Cette première édition se tiendra à McGill. Au programme, six présentations offertes par des cochercheur-ses de l’axe!
Les rencontres axiales sont organisées dans l’objectif de permettre aux membres de chacun des cinq grands axes de recherche de mieux connaître ce sur quoi leurs collègues travaillent, de développer le sentiment d’appartenance au Centre et d’encourager la collaboration. Si les rencontres visent d’abord à réunir les cochercheur-ses d’un axe, ses collaborateurs, chercheur-ses associé-es et membres étudiants ou postdoctoraux sont bienvenu-es. Nous encourageons également la participation des membres des autres axes, dont les intérêts de recherche peuvent rejoindre ceux des membres l’axe Éthique fondamentale.
Programme
Veuillez noter que les salles pour les séance du matin et de l’après-midi sont différentes.
Matinée : School of Population and Global Health, 2001 McGill College, salle 1140.

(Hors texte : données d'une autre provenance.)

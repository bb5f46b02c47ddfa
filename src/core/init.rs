//! Interactive `.titan/config.toml` creation.

use std::collections::BTreeMap;
use std::path::{Path, PathBuf};

use anyhow::Context as _;
use serde::Serialize;

use super::config::{PluginConfig, ProjectConfig, CONFIG_FILE, TITAN_DIR};
use crate::ui::Ui;

/// Project types offered by `titan init`. The last one asks for a custom
/// value.
pub const PROJECT_TYPES: &[&str] = &["frontend", "backend", "fullstack", "library", "generic", "other"];

#[derive(Debug, Serialize)]
struct InitialConfig {
    project: ProjectConfig,
    plugins: BTreeMap<String, PluginConfig>,
}

/// Ask for the project name and type, then write `.titan/config.toml` in
/// `project_dir` listing `plugins` as disabled.
///
/// Returns the written path, or `None` when the user cancelled. An existing
/// file is only replaced with `overwrite`.
pub fn initialize_project(
    project_dir: &Path,
    plugins: &[&str],
    ui: &dyn Ui,
    overwrite: bool,
) -> anyhow::Result<Option<PathBuf>> {
    let config_path = project_dir.join(TITAN_DIR).join(CONFIG_FILE);
    if config_path.exists() && !overwrite {
        anyhow::bail!(
            "{} already exists (use --force to replace it)",
            config_path.display()
        );
    }

    let dir_name = project_dir
        .file_name()
        .map(|n| n.to_string_lossy().into_owned())
        .unwrap_or_else(|| "project".to_string());

    ui.title(&format!("Initialize project {dir_name}"));
    ui.line();

    let name = ui
        .ask_text(&format!("Project name [{dir_name}]"))?
        .map(|n| n.trim().to_string())
        .unwrap_or(dir_name);

    let choices: Vec<String> = PROJECT_TYPES.iter().map(|t| (*t).to_string()).collect();
    let Some(choice) = ui.ask_choice("Select project type", &choices)? else {
        ui.warning("Project initialization cancelled");
        return Ok(None);
    };
    let kind = if PROJECT_TYPES[choice] == "other" {
        match ui.ask_text("Enter custom project type")? {
            Some(kind) => kind.trim().to_string(),
            None => {
                ui.warning("Project initialization cancelled");
                return Ok(None);
            }
        }
    } else {
        PROJECT_TYPES[choice].to_string()
    };

    let config = InitialConfig {
        project: ProjectConfig { name: Some(name.clone()), kind: Some(kind) },
        plugins: plugins
            .iter()
            .map(|p| ((*p).to_string(), PluginConfig { enabled: false, ..PluginConfig::default() }))
            .collect(),
    };

    let dir = project_dir.join(TITAN_DIR);
    std::fs::create_dir_all(&dir)
        .with_context(|| format!("Could not create {}", dir.display()))?;
    std::fs::write(&config_path, toml::to_string_pretty(&config)?)
        .with_context(|| format!("Could not write {}", config_path.display()))?;

    tracing::info!(path = %config_path.display(), "Initialized project");
    ui.success(&format!("Project '{name}' initialized: {}", config_path.display()));
    Ok(Some(config_path))
}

9h30-10h20 : Stephanie Leary (McGill) : “What should we be doing when we’re doing metaethics? »
10h30-11h20 : Arturs Logins (ULaval) : “The expected fittingness maximization theory of emotional rationality”
Pause du midi
Après-midi : Salle de séminaire du département de philosophie, Leacock Building, salle 927
13h00-13h50 : Catherine Rioux (ULaval) : “Engaging Ethically With Fundamental Despair”
14h00-14.50 : Iwao Hirose (McGill) : “Minimally good life and time”
Pause
15h10-16h00 : Chris Howard (McGill) : “Decentralizing the Digital Public Sphere”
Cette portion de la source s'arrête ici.